KV: This picture was taken during a very good helicopter-shoot last April. The wind and swell were perfect! We always shoot our waves-helicopter at Lanes to avoid the crowds at Ho’okipa and there are days it is gusty down there and the waves are closing out more than at Ho’okipa. But that day the wind fully filled in at Lanes, I think I was even on a 4.2! We all had plenty of set waves. When I saw Maria coming in on this one ready to smack the lip, I was in full planing mode and knew I could sneak over that ramp before she was going to hit it. I love shots with two people in full action; that just adds another dimension. So, I went for that push loop knowing it could make a great shot, but obviously I didn’t know at that point, that Maria would crank such a hell-turn into that lip below me. When I saw that sequence on John Carters laptop in the evening, I knew that could be a potential cover shot. I sent a snap of it to Maria and she was over the moon! I think it’s one of the best turn-shots I’ve seen from a girl and having another person flying right above makes it an even cooler shot.

WS: How do you think everything will change in windsurfing once this is all behind us?

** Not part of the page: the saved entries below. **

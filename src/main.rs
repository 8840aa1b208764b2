mod cache;
mod config;
mod context;
mod db;
mod error;
mod logging;
mod prompt;
mod session;
mod store;

use chrono::Utc;
use clap::{Parser, Subcommand};
use color_eyre::{eyre::eyre, Result};
use serde::Serialize;
use std::path::PathBuf;
use std::sync::Arc;

use cache::{CacheLayer, ContextCache};
use config::Config;
use context::HttpFeeds;
use db::Database;
use prompt::{PromptAssembler, Role};
use store::{MovementKind, SqliteStore};

#[derive(Parser, Debug)]
#[command(name = "stocksight")]
#[command(about = "Inventory context and prompt builder for an AI assistant")]
#[command(version)]
struct Args {
  /// Path to config file (default: $XDG_CONFIG_HOME/stocksight/config.yaml)
  #[arg(short, long, global = true)]
  config: Option<PathBuf>,

  /// SQLite database to use instead of the configured one
  #[arg(short, long, global = true)]
  database: Option<PathBuf>,

  /// Also log to stderr
  #[arg(short, long, global = true)]
  verbose: bool,

  #[command(subcommand)]
  command: Command,
}

#[derive(Subcommand, Debug)]
enum Command {
  /// Build both contexts and print the assembled prompt
  Prompt {
    #[arg(short, long, value_enum, default_value_t = Role::Manager)]
    role: Role,

    /// Question to focus the prompt on
    #[arg(short, long)]
    query: Option<String>,

    /// Include this user's recent activity
    #[arg(short, long)]
    user: Option<String>,
  },
  /// Print the inventory context as JSON
  Inventory,
  /// Print the external context as JSON
  External,
  /// Load the demo data set into an empty database
  Seed,
  /// Record a stock movement
  Movement {
    sku: String,

    #[arg(value_enum)]
    kind: MovementKind,

    quantity: i64,

    #[arg(long)]
    unit_price: Option<f64>,

    /// Acting user for the activity log
    #[arg(short, long, default_value = "cli")]
    user: String,
  },
  /// Interactive session over one shared cache
  Session {
    #[arg(short, long, value_enum, default_value_t = Role::Manager)]
    role: Role,

    #[arg(short, long)]
    user: Option<String>,
  },
}

#[tokio::main]
async fn main() -> Result<()> {
  color_eyre::install()?;

  let args = Args::parse();

  // Load configuration
  let mut config = Config::load(args.config.as_deref())?;

  // Override database if specified on command line
  if let Some(path) = args.database {
    config.database.path = Some(path);
  }

  let _log_guard = logging::init(&config::data_dir()?.join("logs"), args.verbose)?;

  let db_path = config.database_path()?;
  let db = Database::open(&db_path)?;
  tracing::info!(path = %db_path.display(), "opened inventory database");

  let store = Arc::new(SqliteStore::new(db));
  let cache = Arc::new(ContextCache::new(config.cache.ttls()));
  let feeds = Arc::new(HttpFeeds::from_env(&config)?);
  let assembler = PromptAssembler::new(
    Arc::clone(&store),
    feeds,
    CacheLayer::new(Arc::clone(&cache)),
    &config,
  );

  match args.command {
    Command::Prompt { role, query, user } => {
      let prompt = match user {
        Some(user) => assembler.build_for_user(role, query.as_deref(), &user).await,
        None => {
          assembler
            .build_comprehensive_ai_context(role, query.as_deref())
            .await
        }
      };
      print!("{}", prompt);
    }
    Command::Inventory => print_json(&*assembler.inventory().build().await)?,
    Command::External => print_json(&*assembler.external().build().await)?,
    Command::Movement {
      sku,
      kind,
      quantity,
      unit_price,
      user,
    } => {
      let receipt = store
        .record_movement(&sku, kind, quantity, unit_price, &user, Utc::now())
        .await
        .map_err(|e| eyre!("Failed to record movement: {}", e))?;
      println!(
        "{} {} x{}: {} -> {}",
        kind.as_str(),
        receipt.product_name,
        quantity,
        receipt.previous_quantity,
        receipt.new_quantity
      );
    }
    Command::Session { role, user } => {
      let mut session = session::Session::new(assembler, store, cache, role, user);
      let stdin = tokio::io::BufReader::new(tokio::io::stdin());
      session.run(stdin, tokio::io::stdout()).await?;
    }
    Command::Seed => {
      let summary = store.seed_demo_data(Utc::now()).await?;
      println!(
        "Seeded {}: {} products in {} categories from {} vendors, {} movements, {} purchase orders",
        db_path.display(),
        summary.products,
        summary.categories,
        summary.vendors,
        summary.movements,
        summary.orders
      );
    }
  }

  Ok(())
}

fn print_json<T: Serialize>(value: &T) -> Result<()> {
  let json =
    serde_json::to_string_pretty(value).map_err(|e| eyre!("Failed to serialize context: {}", e))?;
  println!("{}", json);
  Ok(())
}
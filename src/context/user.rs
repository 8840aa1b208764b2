//! Per-user context: the user's own recent actions.

use std::sync::Arc;
use tracing::warn;

use super::types::UserContext;
use crate::cache::{CacheLayer, CacheResult};
use crate::config::InventoryConfig;
use crate::store::{InventoryStore, QueryParams};

pub fn user_context_key(user_id: &str) -> String {
  format!("user_context:{}", user_id)
}

pub struct UserContextBuilder<S> {
  store: Arc<S>,
  cache: CacheLayer,
  settings: InventoryConfig,
}

impl<S: InventoryStore> UserContextBuilder<S> {
  pub fn new(store: Arc<S>, cache: CacheLayer, settings: InventoryConfig) -> Self {
    Self {
      store,
      cache,
      settings,
    }
  }

  pub async fn build(&self, user_id: &str) -> Arc<UserContext> {
    self.fetch(user_id).await.data
  }

  pub async fn fetch(&self, user_id: &str) -> CacheResult<Arc<UserContext>> {
    self
      .cache
      .get_or_build(&user_context_key(user_id), || self.assemble(user_id))
      .await
  }

  pub fn invalidate(&self, user_id: &str) -> bool {
    self.cache.cache().invalidate(&user_context_key(user_id))
  }

  async fn assemble(&self, user_id: &str) -> UserContext {
    let params = QueryParams::new(self.cache.cache().clock().now(), &self.settings);

    match self.store.user_activity(user_id, &params).await {
      Ok(recent_actions) => UserContext {
        user_id: user_id.to_string(),
        recent_actions,
        available: true,
      },
      Err(err) => {
        warn!(user_id, error = %err, "user activity query failed");
        UserContext {
          user_id: user_id.to_string(),
          recent_actions: Vec::new(),
          available: false,
        }
      }
    }
  }
}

KV: It’s hard to say how many businesses will really suffer and how many might drop out in our industry due to the lock downs. For sure this crisis will not be over in a few months, I guess it will affect the entire world for quite a few years. So, we’ll see how it will go on with events and their financing, with traveling for windsurfing and with the money the people can actually invest in their toys like windsurfing equipment. Generally Windsurfing itself is an individual sport, without any contact to others, so even though the current situation is not looking too good, windsurfing might be possible when team sports or contact sports are still not really back. The current situation might even bring individual sports into the spotlight for a while once the first wave of lock downs is loosened. So maybe there is even an effect that brings new people into the sport. I guess we all have to wait and see.